When you get on, the trolley is magnetised to the belt, so that it sticks in place (health and safety). We had finished upstairs, and got in the queue of trolleys waiting to come back down.

So, we’re on our way down; baby in the baby seat of the trolley, boys behind me, and I notice that the travellator is slowing down, and wonder why.

Maybe there are too many people on…?

Then the travellator comes to a halt.

I look around, to see if some daft individual has slipped over and assume that an automatic cut off has activated, but no one has fallen.

An entire travellator full of people with trolleys look perplexed.

Then I notice that my 4 year old son is looking sheepish and guilty. I look closer, and to my horror, notice a large red emergency cut off button at shin level behind him, with the word “STOP” printed on it.

I hope and pray inside that the answer to my next question is no… I can see that he hopes and prays I haven’t noticed the big inviting red button, and that I won’t ask the inevitable question.
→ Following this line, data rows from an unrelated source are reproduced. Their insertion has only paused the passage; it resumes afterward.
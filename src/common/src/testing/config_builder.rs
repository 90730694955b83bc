//! Test configuration builder for creating test setups quickly.

use std::path::Path;

use crate::config::{Configuration, DatabaseConfig};

/// Builder for creating test configurations.
///
/// Provides a fluent API for creating configurations suitable for testing,
/// with sensible defaults that can be customized as needed.
///
/// # Example
///
/// ```rust,ignore
/// use common::testing::TestConfigBuilder;
///
/// let temp = tempfile::TempDir::new().unwrap();
/// let config = TestConfigBuilder::new()
///     .in_memory()
///     .with_report_dir(temp.path())
///     .execute()
///     .forced()
///     .build();
/// ```
#[derive(Debug, Clone)]
pub struct TestConfigBuilder {
    config: Configuration,
}

impl Default for TestConfigBuilder {
    fn default() -> Self {
        Self::new()
    }
}

impl TestConfigBuilder {
    /// Create a new test configuration builder with the production defaults
    /// (dry-run on, no force).
    pub fn new() -> Self {
        Self {
            config: Configuration::default(),
        }
    }

    /// Use the in-process store (`memory://`).
    pub fn in_memory(mut self) -> Self {
        self.config.database = DatabaseConfig::in_memory();
        self
    }

    /// Set the database DSN.
    pub fn with_database_dsn(mut self, dsn: &str) -> Self {
        self.config.database.dsn = dsn.to_string();
        self
    }

    /// Write report artifacts under `dir`.
    pub fn with_report_dir(mut self, dir: &Path) -> Self {
        self.config.sanitizer.report_dir = dir.to_path_buf();
        self
    }

    /// Turn dry-run off.
    pub fn execute(mut self) -> Self {
        self.config.sanitizer.dry_run = false;
        self
    }

    /// Confirm a destructive run.
    pub fn forced(mut self) -> Self {
        self.config.sanitizer.force_execute = true;
        self
    }

    pub fn with_sample_size(mut self, sample_size: usize) -> Self {
        self.config.sanitizer.sample_size = sample_size;
        self
    }

    pub fn with_batch_size(mut self, batch_size: usize) -> Self {
        self.config.sanitizer.batch_size = batch_size;
        self
    }

    /// Build the final configuration.
    pub fn build(self) -> Configuration {
        self.config
    }
}
//! Integrity engine for a schema-less document store.
//!
//! Discovers dangling cross-collection references, classifies them through a
//! declarative risk policy, repairs the ones that are safe to fix and verifies
//! the result.

pub mod discovery;
pub mod orchestrator;
pub mod policy;
pub mod references;
pub mod report;
pub mod sanitizers;
pub mod stats;
pub mod verify;

pub use discovery::{IssueDiscovery, SanitizationIssue};
pub use orchestrator::{Orchestrator, Phase, RunOutcome};
pub use policy::{IssueType, RiskTier};
pub use report::{PostCleanupReport, ReportWriter, SanitizationReport, generate_report};
pub use sanitizers::{CleanupResult, EXECUTION_ORDER, Sanitizer};
pub use stats::SanitizationStats;
pub use verify::{CheckSeverity, VerificationCheck, VerificationEngine, VerificationResult};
He shifts his weight to his other foot to try and conceal it from my view, but it’s too late.

“Son, did you push that button?”

He pretends he hasn’t heard me, and tries to look interested in something in the other direction…
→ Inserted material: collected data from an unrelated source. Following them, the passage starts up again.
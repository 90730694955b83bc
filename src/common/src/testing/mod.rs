//! Test utilities for docsweep.
//!
//! Builders for test configurations, seeded document stores, and a store
//! wrapper that injects write failures.
//!
//! # Feature Flag
//!
//! This module is only available when the `testing` feature is enabled or during tests:
//!
//! ```toml
//! [dev-dependencies]
//! common = { path = "../common", features = ["testing"] }
//! ```
//!
//! # Example
//!
//! ```rust,ignore
//! use common::testing::{FixtureBuilder, TestConfigBuilder};
//!
//! let config = TestConfigBuilder::new().in_memory().execute().forced().build();
//! let store = FixtureBuilder::new()
//!     .users(["U1"])
//!     .articles(["A1"])
//!     .bookmark("B1", "U1", "A1")
//!     .build()
//!     .await;
//! ```

mod config_builder;
mod faults;
mod fixtures;

pub use config_builder::TestConfigBuilder;
pub use faults::FaultyStore;
pub use fixtures::FixtureBuilder;
//! Totals of a sanitizer run.

use chrono::{DateTime, Utc};
use serde::{Deserialize, Serialize};
use uuid::Uuid;

use crate::sanitizers::CleanupResult;

/// Aggregated outcome of [`crate::Sanitizer::run_all`].
#[derive(Debug, Clone, PartialEq, Eq, Serialize, Deserialize)]
#[serde(rename_all = "camelCase")]
pub struct SanitizationStats {
    pub run_id: String,
    pub dry_run: bool,
    pub started_at: DateTime<Utc>,
    pub completed_at: DateTime<Utc>,
    pub duration_ms: u64,
    pub total_scanned: u64,
    pub total_cleaned: u64,
    pub total_skipped: u64,
    pub total_cascaded: u64,
    /// Number of captured error strings across all results.
    pub total_errors: usize,
    pub results: Vec<CleanupResult>,
}

impl SanitizationStats {
    pub fn from_results(
        dry_run: bool,
        started_at: DateTime<Utc>,
        completed_at: DateTime<Utc>,
        results: Vec<CleanupResult>,
    ) -> Self {
        let duration_ms = (completed_at - started_at).num_milliseconds().max(0) as u64;

        Self {
            run_id: format!("sanitize_{}", Uuid::new_v4().simple()),
            dry_run,
            started_at,
            completed_at,
            duration_ms,
            total_scanned: results.iter().map(|r| r.records_scanned).sum(),
            total_cleaned: results.iter().map(|r| r.records_cleaned).sum(),
            total_skipped: results.iter().map(|r| r.records_skipped).sum(),
            total_cascaded: results.iter().map(|r| r.records_cascaded).sum(),
            total_errors: results.iter().map(|r| r.errors.len()).sum(),
            results,
        }
    }

    pub fn has_errors(&self) -> bool {
        self.total_errors > 0
    }

    /// Errors of every result, prefixed by collection.
    pub fn errors(&self) -> Vec<String> {
        self.results
            .iter()
            .flat_map(|result| {
                result
                    .errors
                    .iter()
                    .map(move |error| format!("{}: {error}", result.collection))
            })
            .collect()
    }

    /// Print the per-collection breakdown.
    pub fn log(&self) {
        let mode = if self.dry_run { "dry-run" } else { "execute" };
        log::info!("=== Sanitization Summary ({mode}, run {}) ===", self.run_id);
        for result in &self.results {
            log::info!(
                "{:<22} scanned {:>6}  cleaned {:>6}  skipped {:>6}  cascaded {:>6}  errors {}",
                result.collection.as_str(),
                result.records_scanned,
                result.records_cleaned,
                result.records_skipped,
                result.records_cascaded,
                result.errors.len()
            );
        }
        log::info!(
            "Totals: {} scanned, {} cleaned, {} skipped, {} cascaded, {} errors in {}ms",
            self.total_scanned,
            self.total_cleaned,
            self.total_skipped,
            self.total_cascaded,
            self.total_errors,
            self.duration_ms
        );
        for error in self.errors() {
            log::warn!("  {error}");
        }
    }
}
“Son…” (he turns toward me, but looks down at his feet). “Did… you… push… the red button???” (still looking down, he acts as though I just spoke to him in some bizarre foreign language that he didn’t understand). I am now aware that other people have noticed the situation, the button, and are silently watching me, and judging me as a parent.

So I get down to his level, forcing him to look me in the eye, and repeat the question. My son, looks uncomfortable, and then, almost inaudible, whimpers ”yes” in the most pathetic voice he can muster.
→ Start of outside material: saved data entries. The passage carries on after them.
//! Per-collection cleanup routines.
//!
//! Every sanitizer shares one contract: given `dry_run`, scan the collection
//! against freshly loaded valid-ID sets and either report or perform the
//! repairs it owns. All of them are idempotent and safe to call out of band.
//!
//! In dry-run mode nothing is written and `records_skipped` counts what would
//! have been cleaned.

mod audit;
mod bookmarks;
mod collections;
mod links;

use std::sync::Arc;

use anyhow::{Result, bail};
use chrono::Utc;
use common::{CollectionName, DocumentStore};
use serde::{Deserialize, Serialize};

use crate::policy;
use crate::stats::SanitizationStats;

/// Cascade-safe execution order: parent cascades land before the link sweep.
pub const EXECUTION_ORDER: [CollectionName; 7] = [
    CollectionName::Collections,
    CollectionName::Bookmarks,
    CollectionName::BookmarkFolders,
    CollectionName::BookmarkFolderLinks,
    CollectionName::Reports,
    CollectionName::ModerationAuditLogs,
    CollectionName::Feedbacks,
];

/// Outcome of one sanitizer invocation.
#[derive(Debug, Clone, PartialEq, Eq, Serialize, Deserialize)]
#[serde(rename_all = "camelCase")]
pub struct CleanupResult {
    pub collection: CollectionName,
    pub operation: String,
    pub dry_run: bool,
    pub records_scanned: u64,
    pub records_cleaned: u64,
    pub records_skipped: u64,
    /// Dependent links removed (or that would be removed) by a parent cascade.
    pub records_cascaded: u64,
    pub errors: Vec<String>,
}

impl CleanupResult {
    pub fn new(collection: CollectionName, operation: &str, dry_run: bool) -> Self {
        Self {
            collection,
            operation: operation.to_string(),
            dry_run,
            records_scanned: 0,
            records_cleaned: 0,
            records_skipped: 0,
            records_cascaded: 0,
            errors: Vec::new(),
        }
    }

    /// A sanitizer that could not run at all.
    pub fn failed(collection: CollectionName, dry_run: bool, error: &anyhow::Error) -> Self {
        let mut result = Self::new(collection, "failed", dry_run);
        result.errors.push(format!("{error:#}"));
        result
    }

    pub fn is_success(&self) -> bool {
        self.errors.is_empty()
    }

    pub fn log(&self) {
        if self.errors.is_empty() {
            tracing::info!(
                collection = %self.collection,
                operation = %self.operation,
                dry_run = self.dry_run,
                scanned = self.records_scanned,
                cleaned = self.records_cleaned,
                skipped = self.records_skipped,
                cascaded = self.records_cascaded,
                "Sanitizer finished"
            );
        } else {
            tracing::warn!(
                collection = %self.collection,
                operation = %self.operation,
                dry_run = self.dry_run,
                scanned = self.records_scanned,
                cleaned = self.records_cleaned,
                skipped = self.records_skipped,
                cascaded = self.records_cascaded,
                errors = self.errors.len(),
                "Sanitizer finished with errors"
            );
        }
    }
}

/// Runs the collection sanitizers against one store.
pub struct Sanitizer {
    store: Arc<dyn DocumentStore>,
    batch_size: usize,
}

impl Sanitizer {
    pub fn new(store: Arc<dyn DocumentStore>, batch_size: usize) -> Self {
        Self {
            store,
            batch_size: batch_size.max(1),
        }
    }

    /// Run one sanitizer by collection name.
    pub async fn sanitize(&self, target: CollectionName, dry_run: bool) -> Result<CleanupResult> {
        let result = match target {
            CollectionName::Collections => self.sanitize_collections(dry_run).await?,
            CollectionName::Bookmarks => self.sanitize_bookmarks(dry_run).await?,
            CollectionName::BookmarkFolders => self.sanitize_bookmark_folders(dry_run).await?,
            CollectionName::BookmarkFolderLinks => {
                self.sanitize_bookmark_folder_links(dry_run).await?
            }
            CollectionName::Reports => self.sanitize_reports(dry_run).await?,
            CollectionName::ModerationAuditLogs => {
                self.sanitize_moderation_audit_logs(dry_run).await?
            }
            CollectionName::Feedbacks => self.sanitize_feedback(dry_run).await?,
            CollectionName::Users | CollectionName::Articles => {
                bail!("{target} has no sanitizer; its references need manual review")
            }
        };
        Ok(result)
    }

    /// Run every sanitizer in [`EXECUTION_ORDER`].
    ///
    /// A sanitizer that fails outright is recorded as a failed result and the
    /// remaining sanitizers still run.
    pub async fn run_all(&self, dry_run: bool) -> SanitizationStats {
        let started_at = Utc::now();

        tracing::info!(dry_run = dry_run, backend = self.store.backend(), "Starting sanitizers");

        let mut results = Vec::with_capacity(EXECUTION_ORDER.len());
        for collection in EXECUTION_ORDER {
            let result = match self.sanitize(collection, dry_run).await {
                Ok(result) => result,
                Err(e) => {
                    tracing::error!(
                        collection = %collection,
                        error = %e,
                        "Sanitizer failed"
                    );
                    CleanupResult::failed(collection, dry_run, &e)
                }
            };
            result.log();
            results.push(result);
        }

        SanitizationStats::from_results(dry_run, started_at, Utc::now(), results)
    }

    /// Delete `doomed` parents in batches, removing their dependent links first.
    ///
    /// `cascade` names the link field pointing at the parent. A batch whose
    /// cascade fails keeps its parents so no link is left dangling.
    async fn delete_in_batches(
        &self,
        result: &mut CleanupResult,
        doomed: &[String],
        cascade: Option<&'static str>,
    ) -> Result<()> {
        let collection = result.collection;
        if doomed.is_empty() {
            return Ok(());
        }

        let dependents = match cascade {
            Some(field) => links::links_by_parent(self.store.as_ref(), field, doomed).await?,
            None => Default::default(),
        };

        let total_batches = doomed.len().div_ceil(self.batch_size);
        for (batch_idx, batch) in doomed.chunks(self.batch_size).enumerate() {
            let link_ids: Vec<String> = batch
                .iter()
                .filter_map(|id| dependents.get(id))
                .flatten()
                .cloned()
                .collect();

            tracing::debug!(
                collection = %collection,
                batch = batch_idx + 1,
                total_batches = total_batches,
                batch_size = batch.len(),
                links = link_ids.len(),
                "Processing deletion batch"
            );

            if result.dry_run {
                for id in batch {
                    tracing::info!(
                        collection = %collection,
                        id = %id,
                        "[DRY-RUN] Would delete document"
                    );
                }
                result.records_skipped += batch.len() as u64;
                result.records_cascaded += link_ids.len() as u64;
                continue;
            }

            if !link_ids.is_empty() {
                match self
                    .store
                    .delete_many(CollectionName::BookmarkFolderLinks, &link_ids)
                    .await
                {
                    Ok(deleted) => result.records_cascaded += deleted,
                    Err(e) => {
                        tracing::error!(
                            collection = %collection,
                            batch = batch_idx + 1,
                            error = %e,
                            "Failed to cascade link deletion, keeping parents"
                        );
                        result.errors.push(format!(
                            "batch {}: cascade to {} failed: {e}",
                            batch_idx + 1,
                            CollectionName::BookmarkFolderLinks
                        ));
                        continue;
                    }
                }
            }

            match self.store.delete_many(collection, batch).await {
                Ok(deleted) => {
                    tracing::info!(
                        collection = %collection,
                        deleted = deleted,
                        "Deleted orphaned documents"
                    );
                    result.records_cleaned += deleted;
                }
                Err(e) => {
                    tracing::error!(
                        collection = %collection,
                        batch = batch_idx + 1,
                        error = %e,
                        "Failed to delete batch"
                    );
                    result.errors.push(format!(
                        "batch {}: delete from {collection} failed: {e}",
                        batch_idx + 1
                    ));
                }
            }
        }

        Ok(())
    }
}

/// Whether the policy table lets a sanitizer act on every listed field.
fn policy_allows(collection: CollectionName, fields: &[&str]) -> bool {
    let denied: Vec<&str> = fields
        .iter()
        .copied()
        .filter(|field| !policy::is_auto_fixable(collection, field))
        .collect();

    if !denied.is_empty() {
        tracing::warn!(
            collection = %collection,
            fields = ?denied,
            "Policy forbids automatic repair, leaving documents untouched"
        );
    }
    denied.is_empty()
}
My heart sinks, despite the fact that I guess I already knew this was going to be the answer. Part of me wanted to laugh; but the more immediate part of me was aware that about 10 people were stuck and couldn’t move, and the people coming up, were all snickering at us (CRINGE)!

“WHY did you push it!? (no answer)…

“What if it had cut off the power to the whole store!?” I ask in my most disapproving voice!

“What if it was a button to end the world!?” (ok, maybe slight over emphasis on the gravity of the situation)… “Why did you push a button when you didn’t even know what it was for!? That was a VERY silly, very naughty thing to do!

I was forcing the most authoritative, and scornful voice I could under the circumstances, without shouting at him (I loath it when parents scream at their kids in public) and scolded him for his silly actions. In that moment, he lost his after dinner treat, and some of his pocket money as punishment. He started sobbing.

The man behind me asked if I could let him past, and shift my trolley, and I apologised, and told him I could not, because it was effectively glued to the floor! He huffed and puffed, and looked extremely put out, before turning on his heels and weaving his way off the travellator in the other direction. I felt myself turning a deep shade of scarlet.

I managed to lean over the side and tried to catch the attention of a staff member, to try and get the thing moving again. It took about a minute, but felt more like 10! The man said he needed to get a key to get it running again (great).

It felt like he must’ve got a bus to town to get a key cut, the length of the delay. Meanwhile, people are glued with their trolleys to their position, all of them staring expectantly at me like an audience in anticipation. Some of them obviously savouring every moment of my humiliation, some of them pretty hacked off with their unplanned delay.

I felt like the worst parent in the world! My son sobbing, mourning the loss of his treats, and I am officially a bad parent!

Afterwards of course, without the eyes burning into me, I was able to see the funny side, and have decided that in 15 years time, this will make a nice pay back story. One of the ones I’ll tell his future girlfriends.

What a stupid place to put a button like that though! So tantalising for a child, a big chunky red button, just taunting them, screaming out to them to invite all 4 year olds in close proximity to push it!?

I’d be amazed if he’s the last tiny fingered culprit to give in to his curiosity!


One Response to “One for the embarrassment payback bank”

  1. I’m surpised that this hasn’t happened to us yet, I’m sure it will in the future. But, since you’ll never see those people again, it won’t be hard to get past the embaressment.